— Problem to work on —
Report the count of lines in the records below that hold the word "outputs", omitting everything but the number.
── Material shown
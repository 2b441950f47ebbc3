//! ProxyForge Project - asset lifecycle and proxy orchestration
//!
//! This crate handles:
//! - The asset registry and its loading/loaded/errored/proxy sets
//! - Recovery of assets whose resource went missing
//! - Sequential proxy generation and timeline substitution
//! - The `Project` facade, its events and its message loop

mod bindings;
pub mod error;
mod message;
pub mod project;
pub mod proxy;
pub mod registry;
pub mod resolver;
pub mod settings;
pub mod signals;

pub use bindings::TimelineBindings;
pub use error::{ProjectError, ProjectResult};
pub use project::Project;
pub use proxy::{ProxyFailure, ProxyOrchestrator, ProxyState, StartOutcome};
pub use registry::AssetRegistry;
pub use resolver::{MissingResourceResolver, Retry};
pub use settings::ProjectSettings;
pub use signals::{ProjectEvent, Signals, SubscriptionId};
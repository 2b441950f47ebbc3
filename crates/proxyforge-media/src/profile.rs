//! Encoding profiles describing proxy target formats.

use serde::{Deserialize, Serialize};
use std::path::Path;

// ── Codecs and containers ───────────────────────────────────────

/// Video codec.
#[derive(Debug, Clone, Copy, PartialEq, Eq, Serialize, Deserialize)]
pub enum VideoCodec {
    H264,
    ProResProxy,
    Mjpeg,
    Vp9,
}

impl VideoCodec {
    /// FFmpeg encoder name.
    pub fn ffmpeg_encoder(self) -> &'static str {
        match self {
            Self::H264 => "libx264",
            Self::ProResProxy => "prores_ks",
            Self::Mjpeg => "mjpeg",
            Self::Vp9 => "libvpx-vp9",
        }
    }
}

/// Audio codec.
#[derive(Debug, Clone, Copy, PartialEq, Eq, Serialize, Deserialize)]
pub enum AudioCodec {
    Aac,
    Pcm,
    Opus,
}

impl AudioCodec {
    /// FFmpeg encoder name.
    pub fn ffmpeg_encoder(self) -> &'static str {
        match self {
            Self::Aac => "aac",
            Self::Pcm => "pcm_s16le",
            Self::Opus => "libopus",
        }
    }
}

/// Output container.
#[derive(Debug, Clone, Copy, PartialEq, Eq, Serialize, Deserialize)]
pub enum Container {
    Mp4,
    Mov,
    Matroska,
    Webm,
}

impl Container {
    /// FFmpeg muxer name. Passed explicitly because in-progress outputs carry
    /// a suffix FFmpeg cannot guess a format from.
    pub fn ffmpeg_format(self) -> &'static str {
        match self {
            Self::Mp4 => "mp4",
            Self::Mov => "mov",
            Self::Matroska => "matroska",
            Self::Webm => "webm",
        }
    }

    pub fn extension(self) -> &'static str {
        match self {
            Self::Mp4 => "mp4",
            Self::Mov => "mov",
            Self::Matroska => "mkv",
            Self::Webm => "webm",
        }
    }
}

// ── Profile ─────────────────────────────────────────────────────

/// Target format used when transcoding an original into a proxy.
#[derive(Debug, Clone, PartialEq, Eq, Serialize, Deserialize)]
pub struct EncodingProfile {
    /// Profile name, unique within a project's catalogue.
    pub name: String,
    pub container: Container,
    pub video_codec: VideoCodec,
    /// `None` drops the audio streams.
    pub audio_codec: Option<AudioCodec>,
    /// Output height in pixels; width follows the source aspect ratio.
    pub height: Option<u32>,
    /// CRF value for H.264/VP9 (lower = better).
    pub crf: Option<u32>,
    /// Bitrate in kbps (overrides CRF if set).
    pub video_bitrate: Option<u32>,
    /// Audio bitrate in kbps.
    pub audio_bitrate: u32,
}

impl EncodingProfile {
    /// Lightweight H.264 proxy at 540p.
    pub fn h264_proxy() -> Self {
        Self {
            name: "h264-proxy".into(),
            container: Container::Mp4,
            video_codec: VideoCodec::H264,
            audio_codec: Some(AudioCodec::Aac),
            height: Some(540),
            crf: Some(28),
            video_bitrate: None,
            audio_bitrate: 128,
        }
    }

    /// ProRes 422 Proxy for intra-frame scrubbing.
    pub fn prores_proxy() -> Self {
        Self {
            name: "prores-proxy".into(),
            container: Container::Mov,
            video_codec: VideoCodec::ProResProxy,
            audio_codec: Some(AudioCodec::Pcm),
            height: Some(720),
            crf: None,
            video_bitrate: None,
            audio_bitrate: 1536,
        }
    }

    /// Motion JPEG, cheap to decode on any machine.
    pub fn mjpeg_proxy() -> Self {
        Self {
            name: "mjpeg-proxy".into(),
            container: Container::Matroska,
            video_codec: VideoCodec::Mjpeg,
            audio_codec: Some(AudioCodec::Pcm),
            height: Some(540),
            crf: None,
            video_bitrate: Some(8000),
            audio_bitrate: 1536,
        }
    }

    /// Build the FFmpeg command arguments transcoding `input` into `output`.
    pub fn ffmpeg_args(&self, input: &Path, output: &Path) -> Vec<String> {
        let mut args: Vec<String> = vec![
            "-y".into(),
            "-nostdin".into(),
            "-loglevel".into(),
            "error".into(),
            "-i".into(),
            input.to_string_lossy().into_owned(),
        ];

        args.extend_from_slice(&["-c:v".into(), self.video_codec.ffmpeg_encoder().into()]);

        if let Some(height) = self.height {
            // -2 keeps the width even, which most encoders require
            args.extend_from_slice(&["-vf".into(), format!("scale=-2:{height}")]);
        }
        if let Some(crf) = self.crf {
            args.extend_from_slice(&["-crf".into(), crf.to_string()]);
        }
        if let Some(bitrate) = self.video_bitrate {
            args.extend_from_slice(&["-b:v".into(), format!("{}k", bitrate)]);
        }

        match self.video_codec {
            VideoCodec::H264 => {
                args.extend_from_slice(&["-preset".into(), "veryfast".into()]);
                args.extend_from_slice(&["-pix_fmt".into(), "yuv420p".into()]);
            }
            VideoCodec::ProResProxy => {
                args.extend_from_slice(&["-profile:v".into(), "0".into()]);
            }
            VideoCodec::Mjpeg | VideoCodec::Vp9 => {}
        }

        match self.audio_codec {
            Some(codec) => {
                args.extend_from_slice(&["-c:a".into(), codec.ffmpeg_encoder().into()]);
                if codec != AudioCodec::Pcm {
                    args.extend_from_slice(&["-b:a".into(), format!("{}k", self.audio_bitrate)]);
                }
            }
            None => args.push("-an".into()),
        }

        args.extend_from_slice(&["-f".into(), self.container.ffmpeg_format().into()]);
        args.push(output.to_string_lossy().into_owned());

        args
    }
}

impl Default for EncodingProfile {
    fn default() -> Self {
        Self::h264_proxy()
    }
}
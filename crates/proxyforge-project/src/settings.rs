//! Project configuration.

use proxyforge_core::{uri, PART_SUFFIX, PROXY_SUFFIX};
use proxyforge_media::EncodingProfile;
use serde::{Deserialize, Serialize};
use std::path::Path;
use std::time::Duration;

use crate::error::{ProjectError, ProjectResult};

/// Settings governing proxy generation.
#[derive(Debug, Clone, PartialEq, Serialize, Deserialize)]
#[serde(default)]
pub struct ProjectSettings {
    /// Directory URI proxies are written to. `None` writes them next to
    /// their originals.
    pub proxies_location: Option<String>,
    /// Project-wide profile. Bulk proxy creation needs one.
    pub proxy_profile: Option<EncodingProfile>,
    pub proxy_suffix: String,
    /// Suffix carried by outputs while they are encoded.
    pub part_suffix: String,
    /// Default bound for [`crate::Project::wait_idle`], in milliseconds.
    pub idle_timeout_ms: u64,
}

impl Default for ProjectSettings {
    fn default() -> Self {
        Self {
            proxies_location: None,
            proxy_profile: None,
            proxy_suffix: PROXY_SUFFIX.to_string(),
            part_suffix: PART_SUFFIX.to_string(),
            idle_timeout_ms: 30_000,
        }
    }
}

impl ProjectSettings {
    /// Load settings from a JSON file.
    pub fn load(path: &Path) -> ProjectResult<Self> {
        let data = std::fs::read(path)?;
        serde_json::from_slice(&data)
            .map_err(|e| ProjectError::Config(format!("Failed to parse settings: {}", e)))
    }

    /// Save settings to a JSON file.
    pub fn save(&self, path: &Path) -> ProjectResult<()> {
        let data = serde_json::to_vec_pretty(self)
            .map_err(|e| ProjectError::Config(format!("Failed to serialize settings: {}", e)))?;
        std::fs::write(path, data)?;
        Ok(())
    }

    /// Set where proxies are written. Accepts a URI or a filesystem path.
    pub fn set_proxies_location(&mut self, location: Option<&str>) -> ProjectResult<()> {
        let location = location.ok_or_else(|| ProjectError::InvalidUri("<none>".into()))?;
        if location.is_empty() {
            return Err(ProjectError::InvalidUri(location.to_string()));
        }
        let location = uri::to_uri(location);
        if !uri::is_valid_uri(&location) {
            return Err(ProjectError::InvalidUri(location));
        }
        self.proxies_location = Some(location);
        Ok(())
    }

    pub fn idle_timeout(&self) -> Duration {
        Duration::from_millis(self.idle_timeout_ms)
    }

    /// URI a proxy of `original` is written to.
    ///
    /// The proxy suffix is appended to the original name; with a proxies
    /// location the file moves there, keeping its name.
    pub fn proxy_uri_for(&self, original: &str) -> String {
        let name = format!("{}{}", uri::basename(original), self.proxy_suffix);
        match &self.proxies_location {
            Some(dir) => uri::join(dir, &name),
            None => format!("{}{}", uri::directory(original), name),
        }
    }
}
//! ProxyForge Media - FFmpeg integration for asset resolution and transcoding
//!
//! This crate handles:
//! - Media file probing
//! - Filesystem-backed asset loading
//! - Encoding profiles for proxy media
//! - Transcode jobs and the FFmpeg engine that runs them

pub mod error;
pub mod ffmpeg;
pub mod loader;
pub mod probe;
pub mod profile;
pub mod transcode;

pub use error::{MediaError, MediaResult};
pub use ffmpeg::FfmpegEngine;
pub use loader::FileAssetLoader;
pub use probe::MediaProbe;
pub use profile::{AudioCodec, Container, EncodingProfile, VideoCodec};
pub use transcode::{
    JobControl, JobId, JobOutcome, JobReport, Pipeline, TranscodeEngine, TranscodeJob,
    TranscodeRequest,
};

/// Initialize the media subsystem (call once at startup).
pub fn init() {
    tracing::info!("ProxyForge Media initialized");
}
────
— Answer for this exercise —
2